Prompt:
The records that follow must be printed exactly as they are.

Data extracts:
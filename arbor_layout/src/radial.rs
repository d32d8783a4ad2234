// Copyright 2025 the Arbor Authors
// SPDX-License-Identifier: Apache-2.0 OR MIT

//! Concentric placement around the root.

use core::f64::consts::{FRAC_PI_2, PI, TAU};

use arbor_tree::Node;
use kurbo::{Point, Size, Vec2};

use crate::sizing::Sizer;

/// Radius of the first ring for a root of `size` with `count` children.
pub fn first_ring_radius(size: Size, count: usize) -> f64 {
    let base = 150.0 + size.width.max(size.height) / 2.0;
    base * (1.0 + (count as f64 * 0.15).min(1.5))
}

/// Extra radius a node of `size` with `count` children adds for its subtree.
pub fn ring_increment(size: Size, count: usize) -> f64 {
    (120.0 + size.width.max(size.height)) * (1.0 + (count as f64 * 0.1).min(0.8))
}

/// Angular slot given to the children of a node at `depth`.
pub fn sector_width(depth: usize, count: usize) -> f64 {
    PI / depth.max(2) as f64 * (1.0 + (count as f64 * 0.05).min(0.5))
}

pub(crate) fn radial(root: &mut Node, sizer: &Sizer<'_>) {
    let root_size = sizer.apply(root, 0);
    root.set_position(Point::ORIGIN);

    let children = root.visible_children_mut();
    let count = children.len();
    if count == 0 {
        return;
    }
    let radius = first_ring_radius(root_size, count);
    let step = TAU / count as f64;
    for (i, child) in children.iter_mut().enumerate() {
        let angle = i as f64 * step - FRAC_PI_2;
        let size = sizer.apply(child, 1);
        child.set_position(Point::ORIGIN + Vec2::from_angle(angle) * radius);
        let grandchildren = child.visible_children().len();
        if grandchildren > 0 {
            let next = radius + ring_increment(size, grandchildren);
            fan_out(child, angle, next, 2, sizer);
        }
    }
}

/// Spread the children of `parent` over a sector centered on `angle`, at
/// `radius` from the parent's center.
fn fan_out(parent: &mut Node, angle: f64, radius: f64, depth: usize, sizer: &Sizer<'_>) {
    let origin = parent.position().unwrap_or(Point::ORIGIN);
    let children = parent.visible_children_mut();
    let count = children.len();
    let sector = sector_width(depth, count);
    let step = if count > 1 {
        sector / (count - 1) as f64
    } else {
        0.0
    };
    let start = angle - step * count.saturating_sub(1) as f64 / 2.0;
    for (i, child) in children.iter_mut().enumerate() {
        let child_angle = start + i as f64 * step;
        let size = sizer.apply(child, depth);
        child.set_position(origin + Vec2::from_angle(child_angle) * radius);
        let grandchildren = child.visible_children().len();
        if grandchildren > 0 {
            let next = radius + ring_increment(size, grandchildren);
            fan_out(child, child_angle, next, depth + 1, sizer);
        }
    }
}
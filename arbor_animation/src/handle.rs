// Copyright 2025 the Arbor Authors
// SPDX-License-Identifier: Apache-2.0 OR MIT

//! Completion handles.
//!
//! An [`AnimationHandle`] resolves once, when its animation reaches the end.
//! A cancelled animation leaves its handle abandoned: it stays pending
//! forever and its waker is dropped without being woken.

use std::cell::RefCell;
use std::future::Future;
use std::pin::Pin;
use std::rc::Rc;
use std::task::{Context, Poll, Waker};

#[derive(Debug)]
enum State {
    Pending(Option<Waker>),
    Resolved,
    Abandoned,
}

/// Completion of a single animation.
///
/// Handles are cheap to clone; every clone observes the same completion.
/// Awaiting one works on any executor.
#[derive(Clone, Debug)]
pub struct AnimationHandle {
    state: Rc<RefCell<State>>,
}

impl AnimationHandle {
    /// A pending handle and the completer that resolves it.
    pub(crate) fn pending() -> (Self, Completer) {
        let state = Rc::new(RefCell::new(State::Pending(None)));
        (
            Self {
                state: state.clone(),
            },
            Completer { state },
        )
    }

    /// A handle that is already resolved.
    pub(crate) fn resolved() -> Self {
        Self {
            state: Rc::new(RefCell::new(State::Resolved)),
        }
    }

    /// Whether the animation ran to completion.
    pub fn is_resolved(&self) -> bool {
        matches!(*self.state.borrow(), State::Resolved)
    }

    /// Whether the animation was cancelled or lost its node.
    pub fn is_abandoned(&self) -> bool {
        matches!(*self.state.borrow(), State::Abandoned)
    }

    /// Whether the animation is still in flight.
    pub fn is_pending(&self) -> bool {
        matches!(*self.state.borrow(), State::Pending(_))
    }
}

impl Future for AnimationHandle {
    type Output = ();

    fn poll(self: Pin<&mut Self>, cx: &mut Context<'_>) -> Poll<()> {
        match &mut *self.state.borrow_mut() {
            State::Resolved => Poll::Ready(()),
            State::Pending(waker) => {
                *waker = Some(cx.waker().clone());
                Poll::Pending
            }
            State::Abandoned => Poll::Pending,
        }
    }
}

/// Engine-side end of an [`AnimationHandle`].
///
/// Dropping it without calling [`Completer::resolve`] abandons the handle.
#[derive(Debug)]
pub(crate) struct Completer {
    state: Rc<RefCell<State>>,
}

impl Completer {
    pub(crate) fn resolve(self) {
        let previous = std::mem::replace(&mut *self.state.borrow_mut(), State::Resolved);
        if let State::Pending(Some(waker)) = previous {
            waker.wake();
        }
    }
}

impl Drop for Completer {
    fn drop(&mut self) {
        let mut state = self.state.borrow_mut();
        if matches!(*state, State::Pending(_)) {
            *state = State::Abandoned;
        }
    }
}

/// Completion of a batch of animations, resolved when all of them are.
///
/// If any member is abandoned the group never resolves.
#[derive(Clone, Debug, Default)]
pub struct GroupHandle {
    parts: Vec<AnimationHandle>,
}

impl GroupHandle {
    /// Group over `parts`. An empty group is resolved.
    pub fn new(parts: Vec<AnimationHandle>) -> Self {
        Self { parts }
    }

    /// Member handles.
    pub fn parts(&self) -> &[AnimationHandle] {
        &self.parts
    }

    /// Whether every member ran to completion.
    pub fn is_resolved(&self) -> bool {
        self.parts.iter().all(AnimationHandle::is_resolved)
    }
}

impl Future for GroupHandle {
    type Output = ();

    fn poll(mut self: Pin<&mut Self>, cx: &mut Context<'_>) -> Poll<()> {
        let mut ready = true;
        for part in &mut self.parts {
            ready &= Pin::new(part).poll(cx).is_ready();
        }
        if ready { Poll::Ready(()) } else { Poll::Pending }
    }
}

Your response:
filename arbor_layout/src/radial.rs
repository d32d8783a4ad2234
// Copyright 2025 the Arbor Authors
// SPDX-License-Identifier: Apache-2.0 OR MIT

//! Concentric placement around the root.

use core::f64::consts::{FRAC_PI_2, PI, TAU};

use arbor_tree::Node;
use kurbo::{Point, Size, Vec2};

use crate::sizing::Sizer;

/// Radius of the first ring for a root of `size` with `count` children.
pub fn first_ring_radius(size: Size, count: usize) -> f64 {
    let base = 150.0 + size.width.max(size.height) / 2.0;
    base * (1.0 + (count as f64 * 0.15).min(1.5))
}

/// Extra radius a node of `size` with `count` children adds for its subtree.
pub fn ring_increment(size: Size, count: usize) -> f64 {
    (120.0 + size.width.max(size.height)) * (1.0 + (count as f64 * 0.1).min(0.8))
}

/// Angular slot given to the children of a node at `depth`.
pub fn sector_width(depth: usize, count: usize) -> f64 {
    PI / depth.max(2) as f64 * (1.0 + (count as f64 * 0.05).min(0.5))
}

pub(crate) fn radial(root: &mut Node, sizer: &Sizer<'_>) {
    let root_size = sizer.apply(root, 0);
    root.set_position(Point::ORIGIN);

    let children = root.visible_children_mut();
    let count = children.len();
    if count == 0 {
        return;
    }
    let radius = first_ring_radius(root_size, count);
    let step = TAU / count as f64;
    for (i, child) in children.iter_mut().enumerate() {
        let angle = i as f64 * step - FRAC_PI_2;
        let size = sizer.apply(child, 1);
        child.set_position(Point::ORIGIN + Vec2::from_angle(angle) * radius);
        let grandchildren = child.visible_children().len();
        if grandchildren > 0 {
            let next = radius + ring_increment(size, grandchildren);
            fan_out(child, angle, next, 2, sizer);
        }
    }
}

/// Spread the children of `parent` over a sector centered on `angle`, at
/// `radius` from the parent's center.
fn fan_out(parent: &mut Node, angle: f64, radius: f64, depth: usize, sizer: &Sizer<'_>) {
    let origin = parent.position().unwrap_or(Point::ORIGIN);
    let children = parent.visible_children_mut();
    let count = children.len();
    let sector = sector_width(depth, count);
    let step = if count > 1 {
        sector / (count - 1) as f64
    } else {
        0.0
    };
    let start = angle - step * count.saturating_sub(1) as f64 / 2.0;
    for (i, child) in children.iter_mut().enumerate() {
        let child_angle = start + i as f64 * step;
        let size = sizer.apply(child, depth);
        child.set_position(origin + Vec2::from_angle(child_angle) * radius);
        let grandchildren = child.visible_children().len();
        if grandchildren > 0 {
            let next = radius + ring_increment(size, grandchildren);
            fan_out(child, child_angle, next, depth + 1, sizer);
        }
    }
}
filename arbor_animation/src/handle.rs
// Copyright 2025 the Arbor Authors
// SPDX-License-Identifier: Apache-2.0 OR MIT

//! Completion handles.
//!
//! An [`AnimationHandle`] resolves once, when its animation reaches the end.
//! A cancelled animation leaves its handle abandoned: it stays pending
//! forever and its waker is dropped without being woken.

use std::cell::RefCell;
use std::future::Future;
use std::pin::Pin;
use std::rc::Rc;
use std::task::{Context, Poll, Waker};

#[derive(Debug)]
enum State {
    Pending(Option<Waker>),
    Resolved,
    Abandoned,
}

/// Completion of a single animation.
///
/// Handles are cheap to clone; every clone observes the same completion.
/// Awaiting one works on any executor.
#[derive(Clone, Debug)]
pub struct AnimationHandle {
    state: Rc<RefCell<State>>,
}

impl AnimationHandle {
    /// A pending handle and the completer that resolves it.
    pub(crate) fn pending() -> (Self, Completer) {
        let state = Rc::new(RefCell::new(State::Pending(None)));
        (
            Self {
                state: state.clone(),
            },
            Completer { state },
        )
    }

    /// A handle that is already resolved.
    pub(crate) fn resolved() -> Self {
        Self {
            state: Rc::new(RefCell::new(State::Resolved)),
        }
    }

    /// Whether the animation ran to completion.
    pub fn is_resolved(&self) -> bool {
        matches!(*self.state.borrow(), State::Resolved)
    }

    /// Whether the animation was cancelled or lost its node.
    pub fn is_abandoned(&self) -> bool {
        matches!(*self.state.borrow(), State::Abandoned)
    }

    /// Whether the animation is still in flight.
    pub fn is_pending(&self) -> bool {
        matches!(*self.state.borrow(), State::Pending(_))
    }
}

impl Future for AnimationHandle {
    type Output = ();

    fn poll(self: Pin<&mut Self>, cx: &mut Context<'_>) -> Poll<()> {
        match &mut *self.state.borrow_mut() {
            State::Resolved => Poll::Ready(()),
            State::Pending(waker) => {
                *waker = Some(cx.waker().clone());
                Poll::Pending
            }
            State::Abandoned => Poll::Pending,
        }
    }
}

/// Engine-side end of an [`AnimationHandle`].
///
/// Dropping it without calling [`Completer::resolve`] abandons the handle.
#[derive(Debug)]
pub(crate) struct Completer {
    state: Rc<RefCell<State>>,
}

impl Completer {
    pub(crate) fn resolve(self) {
        let previous = std::mem::replace(&mut *self.state.borrow_mut(), State::Resolved);
        if let State::Pending(Some(waker)) = previous {
            waker.wake();
        }
    }
}

impl Drop for Completer {
    fn drop(&mut self) {
        let mut state = self.state.borrow_mut();
        if matches!(*state, State::Pending(_)) {
            *state = State::Abandoned;
        }
    }
}

/// Completion of a batch of animations, resolved when all of them are.
///
/// If any member is abandoned the group never resolves.
#[derive(Clone, Debug, Default)]
pub struct GroupHandle {
    parts: Vec<AnimationHandle>,
}

impl GroupHandle {
    /// Group over `parts`. An empty group is resolved.
    pub fn new(parts: Vec<AnimationHandle>) -> Self {
        Self { parts }
    }

    /// Member handles.
    pub fn parts(&self) -> &[AnimationHandle] {
        &self.parts
    }

    /// Whether every member ran to completion.
    pub fn is_resolved(&self) -> bool {
        self.parts.iter().all(AnimationHandle::is_resolved)
    }
}

impl Future for GroupHandle {
    type Output = ();

    fn poll(mut self: Pin<&mut Self>, cx: &mut Context<'_>) -> Poll<()> {
        let mut ready = true;
        for part in &mut self.parts {
            ready &= Pin::new(part).poll(cx).is_ready();
        }
        if ready { Poll::Ready(()) } else { Poll::Pending }
    }
}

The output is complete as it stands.